|Spokas, Kurt - UNIV OF MINNESOTA|
|Wang, Dong - UNIV OF MINNESOTA|
Submitted to: Journal of Soil Biology and Biochemistry
Publication Type: Peer Reviewed Journal
Publication Acceptance Date: August 21, 2004
Publication Date: March 3, 2005
Citation: Spokas, K., Wang, D., Venterea, R.T. 2005. Greenhouse gas production and emission from a forest nursery soil: Effects of fumigation with chloropicrin and methyl isothiocyanate. Journal of Soil Biology and Biochemistry. 37:475-485. Interpretive Summary: Agricultural pesticides that are applied in gaseous form may subsequently escape to the atmosphere and have various environmental impacts. Several of these so-called 'fumigants' are currently being evaluated as replacements for methyl bromide (MeBr), which has been slated to be phased out due to it's potential role in stratospheric ozone depletion. The current study examined the effect of two potential MeBr alternative fumigants on the production and emission of greenhouse gases from soil to the atmosphere. The effects of chloropicrin (CP) and methyl isothiocyanate (MITC) on emissions of methane (CH4), nitrous oxide (N2O), and carbon dioxide (CO2) were examined in a forest nursery soil. Following field fumigation, emissions of CH4 and CO2 were unaffected. However, both fumigants increased N2O emissions rates significantly compared to non-fumigated controls. Production of N2O was also stimulated by CP in aerobic laboratory incubation studies. The current findings suggest that these particular MeBr alternatives, while potentially mitigating impacts on stratospheric ozone depletion, may have other important consequences. The potential of these fumigants for causing increases in emissions of N2O, which is a very potent greenhouse gas, may need to be considered by policy-makers and scientists in their evaluation of MeBr alternatives.

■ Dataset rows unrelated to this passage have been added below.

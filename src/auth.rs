use std::{fmt, str::FromStr, sync::OnceLock};

use argon2::password_hash::{rand_core::OsRng, PasswordHash, PasswordHasher, PasswordVerifier, SaltString};
use argon2::Argon2;
use base64_light::base64_decode;
use hmac::{Hmac, Mac};
use log::error;
use serde::Deserialize;
use sha2::Sha256;
use uuid::Uuid;

pub const SESSION_COOKIE: &str = "sessionid";

type HmacSha256 = Hmac<Sha256>;

pub struct AuthAttempt {
    user: String,
    pass: String,
    remember: bool,
}

/// Login body, as an alternative to basic auth.
#[derive(Deserialize)]
pub struct LoginForm {
    pub username: String,
    pub password: String,
    #[serde(default)]
    pub remember_me: bool,
}

impl FromStr for AuthAttempt {
    type Err = &'static str;

    fn from_str(header: &str) -> Result<Self, Self::Err> {
        let (basic, auth_b64) = header
            .split_once(' ')
            .ok_or("no space in auth header")?;

        if basic != "Basic" {
            return Err("only basic auth supported");
        }

        let auth_bytes = base64_decode(auth_b64.trim());
        let auth = std::str::from_utf8(&auth_bytes)
            .map_err(|e| {
                error!("invalid utf-8 for password: {e:?}");
                "none-utf8 in auth header"
            })?;

        let (user, pass) = auth.split_once(':')
            .ok_or("no colon in auth value")?;

        Ok(Self::new(user, pass, false))
    }
}

impl From<LoginForm> for AuthAttempt {
    fn from(form: LoginForm) -> Self {
        Self::new(&form.username, &form.password, form.remember_me)
    }
}

impl fmt::Debug for AuthAttempt {
    fn fmt(&self, fmt: &mut fmt::Formatter<'_>) -> fmt::Result {
        fmt.debug_struct("AuthAttempt")
            .field("user", &self.user)
            .field("pass", &"<redacted>")
            .field("remember", &self.remember)
            .finish()
    }
}

impl AuthAttempt {
    pub fn new(user: &str, pass: &str, remember: bool) -> Self {
        Self {
            user: crate::validate::sanitize(user, 50),
            pass: pass.into(),
            remember,
        }
    }

    pub fn user(&self) -> &str { &self.user }
    pub fn pass(&self) -> &str { &self.pass }
    pub fn remember(&self) -> bool { self.remember }
}

/// Argon2id PHC string for storage, e.g. `$argon2id$v=19$m=19456,t=2,p=1$...`.
pub fn hash_password(pass: &str) -> Result<String, ()> {
    let salt = SaltString::generate(&mut OsRng);

    Argon2::default()
        .hash_password(pass.as_bytes(), &salt)
        .map(|hash| hash.to_string())
        .map_err(|e| error!("couldn't hash password: {e}"))
}

/// Checks `pass` against a stored hash; `Err` if the stored hash is unreadable.
pub fn verify_password(pass: &str, stored: &str) -> Result<bool, ()> {
    let parsed = PasswordHash::new(stored).map_err(|e| {
        error!("malformed password hash: {e}");
    })?;

    match Argon2::default().verify_password(pass.as_bytes(), &parsed) {
        Ok(()) => Ok(true),
        Err(argon2::password_hash::Error::Password) => Ok(false),
        Err(e) => {
            error!("couldn't verify password: {e}");
            Err(())
        }
    }
}

/// Spends a verification on a throwaway hash, so a login for a missing
/// user takes as long as one with a wrong password.
pub fn verify_unknown_user(pass: &str) {
    static DUMMY_HASH: OnceLock<Option<String>> = OnceLock::new();

    let dummy = DUMMY_HASH.get_or_init(|| hash_password(&Uuid::new_v4().to_string()).ok());
    if let Some(hash) = dummy {
        let _ = verify_password(pass, hash);
    }
}

#[derive(Debug, Clone, PartialEq, Eq)]
pub struct SessionId(Uuid);

impl SessionId {
    pub fn new() -> Self {
        Self(Uuid::new_v4())
    }

    /// Cookie value: the id plus a hex HMAC-SHA256 of it keyed by `secret`.
    pub fn sign(&self, secret: &str) -> Option<String> {
        let id = self.to_string();
        let tag = mac(secret, &id)?.finalize().into_bytes();

        Some(format!("{id}.{}", hex::encode(tag)))
    }

    pub fn unsign(cookie: &str, secret: &str) -> Option<Self> {
        let (id, sig) = cookie.split_once('.')?;
        let sig = hex::decode(sig).ok()?;

        mac(secret, id)?.verify_slice(&sig).ok()?;

        id.parse().ok()
    }
}

fn mac(secret: &str, id: &str) -> Option<HmacSha256> {
    let mut mac = HmacSha256::new_from_slice(secret.as_bytes())
        .map_err(|e| error!("invalid session key: {e}"))
        .ok()?;
    mac.update(id.as_bytes());
    Some(mac)
}

impl fmt::Display for SessionId {
    fn fmt(&self, f: &mut fmt::Formatter<'_>) -> fmt::Result {
        write!(f, "{}", self.0)
    }
}

impl FromStr for SessionId {
    type Err = ();

    fn from_str(s: &str) -> Result<Self, Self::Err> {
        Uuid::try_parse(s).map(Self).map_err(|_| ())
    }
}

impl From<Uuid> for SessionId {
    fn from(id: Uuid) -> Self {
        Self(id)
    }
}

#[cfg(test)]
mod test {
    use super::*;

    #[test]
    fn basic_auth_header() {
        // "admin:pa:ss"
        let attempt: AuthAttempt = "Basic YWRtaW46cGE6c3M=".parse().unwrap();
        assert_eq!(attempt.user(), "admin");
        assert_eq!(attempt.pass(), "pa:ss");
        assert!(!attempt.remember());

        assert!("Bearer abc".parse::<AuthAttempt>().is_err());
        assert!("Basic".parse::<AuthAttempt>().is_err());
        // "nocolon"
        assert!("Basic bm9jb2xvbg==".parse::<AuthAttempt>().is_err());
    }

    #[test]
    fn debug_hides_password() {
        let attempt = AuthAttempt::new("admin", "hunter2", true);
        let shown = format!("{attempt:?}");
        assert!(!shown.contains("hunter2"));
        assert!(shown.contains("admin"));
    }

    #[test]
    fn password_hash_roundtrip() {
        let stored = hash_password("hunter2").unwrap();
        assert!(stored.starts_with("$argon2id$v=19$"));
        assert!(!stored.contains("hunter2"));

        assert_eq!(verify_password("hunter2", &stored), Ok(true));
        assert_eq!(verify_password("hunter3", &stored), Ok(false));
        assert_eq!(verify_password("", &stored), Ok(false));
    }

    #[test]
    fn hashes_are_salted() {
        assert_ne!(hash_password("same").unwrap(), hash_password("same").unwrap());
    }

    #[test]
    fn malformed_hash() {
        assert!(verify_password("x", "not-a-hash").is_err());
        // well-formed PHC string, but not an argon2 one
        assert!(verify_password("x", "$md5$c2FsdHNhbHRzYWx0$aGFzaGhhc2hoYXNoaGFzaA").is_err());
        // the old hand-rolled format is not accepted
        assert!(verify_password("x", "sha256$10000$salt$abc").is_err());
    }

    #[test]
    fn unknown_user_verification_is_harmless() {
        verify_unknown_user("anything");
        verify_unknown_user("");
    }

    #[test]
    fn signed_session_cookie() {
        let id: SessionId = Uuid::try_parse("550e8400-e29b-41d4-a716-446655440000")
            .unwrap()
            .into();

        let cookie = id.sign("secret").unwrap();
        let (value, sig) = cookie.split_once('.').unwrap();
        assert_eq!(value, "550e8400-e29b-41d4-a716-446655440000");
        assert_eq!(sig.len(), 64);
        assert!(sig.chars().all(|c| c.is_ascii_hexdigit()));
        assert_eq!(SessionId::unsign(&cookie, "secret"), Some(id.clone()));

        assert_eq!(SessionId::unsign(&cookie, "other secret"), None);
        assert_eq!(SessionId::unsign("550e8400-e29b-41d4-a716-446655440000", "secret"), None);
        assert_eq!(SessionId::unsign(&format!("{value}.not-hex"), "secret"), None);
        assert_eq!(SessionId::unsign(&format!("{value}.{}", &sig[..32]), "secret"), None);

        let forged = format!("{}.{sig}", SessionId::new());
        assert_eq!(SessionId::unsign(&forged, "secret"), None);
    }
}
#[derive(Debug)]
pub enum FindError {
    NotFound,
    Internal,
}

#[derive(Debug, PartialEq, Eq)]
pub enum WriteError {
    /// The row, or a row it references, doesn't exist.
    NotFound,
    /// A uniqueness constraint was violated.
    Conflict,
    /// Deletion refused, other rows still reference this one.
    HasDependents,
    Internal,
}

mod backend_sql;
pub use backend_sql::*;
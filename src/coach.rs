use serde::{Deserialize, Serialize};
use time::Date;

use crate::center::CenterId;
use crate::time::iso_date;
use crate::validate;

pub type CoachId = i64;

#[derive(Debug, Clone, PartialEq, Serialize, sqlx::FromRow)]
pub struct Coach {
    pub id: CoachId,
    pub center_id: CenterId,
    pub name: String,
    pub monthly_salary: f64,
    #[serde(with = "iso_date")]
    pub start_date: Date,
    pub active: bool,
}

#[derive(Debug, Deserialize)]
pub struct CoachInput {
    pub name: String,
    /// Only honoured on update, to move a coach between centers.
    pub center_id: Option<CenterId>,
    pub monthly_salary: f64,
    pub start_date: String,
    #[serde(default = "default_active")]
    pub active: bool,
}

fn default_active() -> bool {
    true
}

#[derive(Debug, Clone)]
pub struct CoachFields {
    pub center_id: Option<CenterId>,
    pub name: String,
    pub monthly_salary: f64,
    pub start_date: Date,
    pub active: bool,
}

impl TryFrom<CoachInput> for CoachFields {
    type Error = &'static str;

    fn try_from(input: CoachInput) -> Result<Self, Self::Error> {
        Ok(Self {
            center_id: input.center_id,
            name: validate::name(&input.name)?,
            monthly_salary: validate::amount(
                input.monthly_salary,
                "monthly salary must be a non-negative amount",
            )?,
            start_date: validate::date(&input.start_date)?,
            active: input.active,
        })
    }
}

/// Committed monthly roster cost of a center.
#[derive(Debug, Serialize, PartialEq)]
pub struct Payroll {
    pub center_id: CenterId,
    pub active_coaches: usize,
    pub monthly_salary_total: f64,
    /// Revenue a month must bring in for the roster to stay under the cap.
    pub revenue_target: f64,
}

impl Payroll {
    pub fn of(center_id: CenterId, coaches: &[Coach]) -> Self {
        let active = coaches.iter().filter(|c| c.active);

        let (active_coaches, monthly_salary_total) =
            active.fold((0, 0.0), |(n, total), c| (n + 1, total + c.monthly_salary));

        Self {
            center_id,
            active_coaches,
            monthly_salary_total,
            revenue_target: crate::analytics::revenue_target(monthly_salary_total),
        }
    }
}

Technical Abstract: Soil fumigation is commonly used to control soil-borne pathogens and weeds. Our aim was to examine the effects of soil fumigation with chloropicrin (CP) and methyl isothiocyanate (MITC) on CH4, N2O and CO2 production and emission. These effects on a SE USA forest nursery soil were examined in field and laboratory experiments. Following field fumigation, CH4 surface emissions and concentrations in the soil atmosphere were unaffected. Both fumigants increased N2O emissions rates significantly compared to non-fumigated controls, and the effects were still evident after 48 d. These findings are in contrast to fertilizer-induced N2O emissions, which generally return to background rates within 2 wk after application. Depths of N2O production were different for the two fumigants as determined by soil gas sampling, suggesting fumigant-specific stimulation mechanisms. CO2 emissions (0-15 d) were not altered significantly, although sub-surface CO2 concentrations did increase following fumigation in both treatments and remained elevated for CP treatment on d 48. CP-induced N2O production was also stimulated in aerobic laboratory incubation studies, with surface soils exhibiting 10 to 100-fold greater production rates. MITC and a combination of CP/MITC also stimulated N2O production, but the effect was significantly less than for CP alone. MITC suppressed and CP did not effect CO2 production in the laboratory incubation. By comparing sterilized to non-sterile soils, >95% of these effects appear to be of biotic origin.